- Opening Delimiter -
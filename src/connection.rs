//! Session connection: owns the transport for one game session.
//!
//! The session holds exactly one logical WebSocket to the game server
//! and keeps it alive: on any close or error it re-attempts the connect
//! according to its [`ReconnectPolicy`]. There is no send queue:
//! a send while disconnected is refused, not buffered.
//!
//! # Architecture
//!
//! ```text
//! SessionConnection (handle)
//!   │ send() ──► outbound mpsc ──┐
//!   │ status() ◄── shared status │
//!   ▼                            ▼
//! run_connection_loop ──► run_socket_loop (tokio::select!)
//!   │ connect / retry      │ writes outbound frames
//!   │ per policy           │ decodes inbound frames
//!   ▼                      ▼
//! ConnectionStatus    SessionEvent mpsc ──► single consumer
//! ```
//!
//! All events (`Up`, `Down`, decoded frames) travel one unbounded mpsc
//! to a single consumer, in arrival order. Board mutations are not
//! commutative, so that ordering is load-bearing.

// Rust guideline compliant 2026-02

use std::fmt;
use std::sync::atomic::{AtomicBool, Ordering};
use std::sync::{Arc, RwLock};
use std::time::Duration;

use tokio::sync::mpsc;

use crate::constants::{
    BACKOFF_JITTER, DEFAULT_RECONNECT_DELAY, INITIAL_BACKOFF_DELAY, MAX_BACKOFF_DELAY,
};
use crate::protocol::{self, ClientMessage, ServerMessage};
use crate::ws::{self, WsMessage, WsReader, WsWriter};

// ─── Reconnect policy ──────────────────────────────────────────────────────

/// How the session paces reconnect attempts.
///
/// The policy is injectable so retry behavior can be tuned or tested
/// without touching the connection loop itself.
#[derive(Debug, Clone, Copy, PartialEq, Eq)]
pub enum ReconnectPolicy {
    /// Retry forever at a fixed pace. The default: the session
    /// prioritizes eventual reconnection over protecting the endpoint
    /// from retry storms.
    FixedDelay(Duration),
    /// Double the delay per consecutive failure up to `max`, plus
    /// random jitter so a fleet of clients does not retry in lockstep.
    Backoff {
        /// Delay before the first retry.
        initial: Duration,
        /// Ceiling the doubling stops at.
        max: Duration,
    },
    /// Give up after `attempts` consecutive failures.
    BoundedAttempts {
        /// Consecutive failures tolerated before the loop exits.
        attempts: u32,
        /// Delay between those attempts.
        delay: Duration,
    },
}

impl Default for ReconnectPolicy {
    fn default() -> Self {
        ReconnectPolicy::FixedDelay(DEFAULT_RECONNECT_DELAY)
    }
}
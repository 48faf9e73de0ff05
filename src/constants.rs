//! Application-wide constants for broadside.
//!
//! This module centralizes all magic numbers and configuration constants
//! to improve maintainability and discoverability. Constants are grouped
//! by domain with documentation explaining their purpose.
//!
//! # Categories
//!
//! - **Game**: Board geometry shared by the codec, the boards, and the views
//! - **Transport**: WebSocket endpoint and handshake limits
//! - **Reconnect**: Retry pacing for the session's reconnect policies

use std::time::Duration;

// ============================================================================
// Game
// ============================================================================

/// Board dimension (the grid is `BOARD_SIZE` x `BOARD_SIZE`).
///
/// The server speaks 10x10 boards exclusively; both board payload
/// validation and coordinate clamping in the console derive from this.
pub const BOARD_SIZE: usize = 10;

// ============================================================================
// Transport
// ============================================================================

/// Default server endpoint.
///
/// The game server exposes a single WebSocket route. Overridable via
/// config, environment, or the `--server-url` flag.
pub const DEFAULT_SERVER_URL: &str = "ws://localhost:8080/ws";

/// WebSocket handshake timeout.
///
/// Bounds a single connect attempt so an unresponsive endpoint cannot
/// stall the reconnect loop indefinitely. 10 seconds covers slow links
/// without masking a dead server for long.
pub const CONNECT_TIMEOUT: Duration = Duration::from_secs(10);

// ============================================================================
// Reconnect
// ============================================================================

/// Default delay between reconnect attempts for the fixed-delay policy.
///
/// The default session policy retries indefinitely at this pace,
/// preferring eventual reconnection over backing off.
pub const DEFAULT_RECONNECT_DELAY: Duration = Duration::from_secs(1);

/// First delay of the backoff reconnect policy.
pub const INITIAL_BACKOFF_DELAY: Duration = Duration::from_secs(1);

/// Ceiling for the backoff reconnect policy.
///
/// Doubling stops here so a long outage settles into a steady retry
/// cadence instead of growing unbounded.
pub const MAX_BACKOFF_DELAY: Duration = Duration::from_secs(30);

/// Upper bound of the random jitter added to each backoff delay.
///
/// Spreads reconnect attempts from clients that lost the same server
/// at the same moment.
pub const BACKOFF_JITTER: Duration = Duration::from_millis(1000);
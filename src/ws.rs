//! WebSocket transport for the game session.
//!
//! Thin wrapper around `tokio-tungstenite` providing type-isolated
//! reader/writer halves. The session connection is the only consumer;
//! it must use this module rather than `tokio-tungstenite` directly.
//!
//! # Architecture
//!
//! A single [`connect`] function handles URL→request building, the
//! handshake timeout, and TLS negotiation. It returns a
//! ([`WsWriter`], [`WsReader`]) pair ready for use in `tokio::select!`
//! loops.
//!
//! By centralizing the connection logic, future enhancements (TLS
//! config, proxy support, metrics) automatically apply to every
//! reconnect attempt.

// Rust guideline compliant 2026-02

use anyhow::{Context, Result};
use futures_util::{SinkExt, StreamExt};
use tokio_tungstenite::tungstenite;

use crate::constants::CONNECT_TIMEOUT;

/// Concrete WebSocket stream type (avoids repeating the generic everywhere).
type WsStream =
    tokio_tungstenite::WebSocketStream<tokio_tungstenite::MaybeTlsStream<tokio::net::TcpStream>>;

/// Received WebSocket message.
#[derive(Debug)]
pub enum WsMessage {
    /// UTF-8 text frame carrying one JSON protocol message.
    Text(String),
    /// Binary frame. The game protocol never sends these.
    Binary(Vec<u8>),
    /// Ping frame with payload.
    Ping(Vec<u8>),
    /// Pong frame with payload.
    Pong(Vec<u8>),
    /// Close frame with status code and reason.
    Close {
        /// WebSocket close code (1000 = normal, 1005 = no code).
        code: u16,
        /// Human-readable close reason.
        reason: String,
    },
}

/// Write half of a WebSocket connection.
#[derive(Debug)]
pub struct WsWriter {
    sink: futures_util::stream::SplitSink<WsStream, tungstenite::Message>,
}

impl WsWriter {
    /// Send a UTF-8 text frame.
    ///
    /// # Errors
    ///
    /// Returns an error if the send fails (connection closed, I/O error).
    pub async fn send_text(&mut self, text: &str) -> Result<()> {
        self.sink
            .send(tungstenite::Message::Text(text.to_string()))
            .await
            .context("WebSocket send_text failed")
    }

    /// Send a pong frame in response to a ping.
    ///
    /// # Errors
    ///
    /// Returns an error if the send fails.
    pub async fn send_pong(&mut self, data: Vec<u8>) -> Result<()> {
        self.sink
            .send(tungstenite::Message::Pong(data))
            .await
            .context("WebSocket send_pong failed")
    }

    /// Flush pending writes and close the sink.
    ///
    /// # Errors
    ///
    /// Returns an error if closing fails.
    pub async fn close(&mut self) -> Result<()> {
        self.sink.close().await.context("WebSocket close failed")
    }
}

/// Read half of a WebSocket connection.
#[derive(Debug)]
pub struct WsReader {
    stream: futures_util::stream::SplitStream<WsStream>,
}

impl WsReader {
    /// Receive the next message, returning `None` when the stream ends.
    ///
    /// Raw `Frame` variants are skipped internally.
    pub async fn recv(&mut self) -> Option<Result<WsMessage>> {
        loop {
            match self.stream.next().await {
                Some(Ok(tungstenite::Message::Text(text))) => {
                    return Some(Ok(WsMessage::Text(text)));
                }
                Some(Ok(tungstenite::Message::Binary(data))) => {
                    return Some(Ok(WsMessage::Binary(data)));
                }
                Some(Ok(tungstenite::Message::Ping(data))) => {
                    return Some(Ok(WsMessage::Ping(data)));
                }
                Some(Ok(tungstenite::Message::Pong(data))) => {
                    return Some(Ok(WsMessage::Pong(data)));
                }
                Some(Ok(tungstenite::Message::Close(close_frame))) => {
                    let (code, reason) = close_frame
                        .map(|cf| (cf.code.into(), cf.reason.to_string()))
                        .unwrap_or((1005, String::new()));
                    return Some(Ok(WsMessage::Close { code, reason }));
                }
                Some(Ok(tungstenite::Message::Frame(_))) => {
                    // Raw frames never reach the application layer
                    continue;
                }
                Some(Err(e)) => {
                    return Some(Err(anyhow::anyhow!("WebSocket read error: {e}")));
                }
                None => return None,
            }
        }
    }
}

/// Connect to the game server.
///
/// Builds an HTTP request from `url`, performs the WebSocket handshake
/// under [`CONNECT_TIMEOUT`], and returns split (writer, reader) halves
/// for independent use in `tokio::select!` loops.
///
/// # Errors
///
/// Returns an error if the URL is invalid, the handshake fails, or the
/// handshake does not complete within the timeout.
pub async fn connect(url: &str) -> Result<(WsWriter, WsReader)> {
    use tungstenite::client::IntoClientRequest;

    let request = url
        .into_client_request()
        .with_context(|| format!("invalid WebSocket URL: {url}"))?;

    let handshake = tokio_tungstenite::connect_async(request);
    let (ws_stream, _response) = tokio::time::timeout(CONNECT_TIMEOUT, handshake)
        .await
        .map_err(|_| anyhow::anyhow!("WebSocket handshake timed out: {url}"))?
        .context("WebSocket connect failed")?;

    let (sink, stream) = ws_stream.split();

    Ok((WsWriter { sink }, WsReader { stream }))
}

/// Convert an HTTP(S) URL to WS(S) scheme.
///
/// Lets users paste the server's HTTP address into `--server-url`;
/// passes `ws://` and `wss://` through unchanged.
#[must_use]
pub fn to_ws_scheme(url: &str) -> String {
    if url.starts_with("wss://") || url.starts_with("ws://") {
        url.to_string()
    } else {
        url.replace("https://", "wss://").replace("http://", "ws://")
    }
}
- Closing Delimiter -
- [Work required]:
Return, please, the lines of the data from the first through the line containing "re-attempts the connect", both kept, exactly as they stand and nothing more.

- [Your response]:
filename src/connection.rs
//! Session connection: owns the transport for one game session.
//!
//! The session holds exactly one logical WebSocket to the game server
//! and keeps it alive: on any close or error it re-attempts the connect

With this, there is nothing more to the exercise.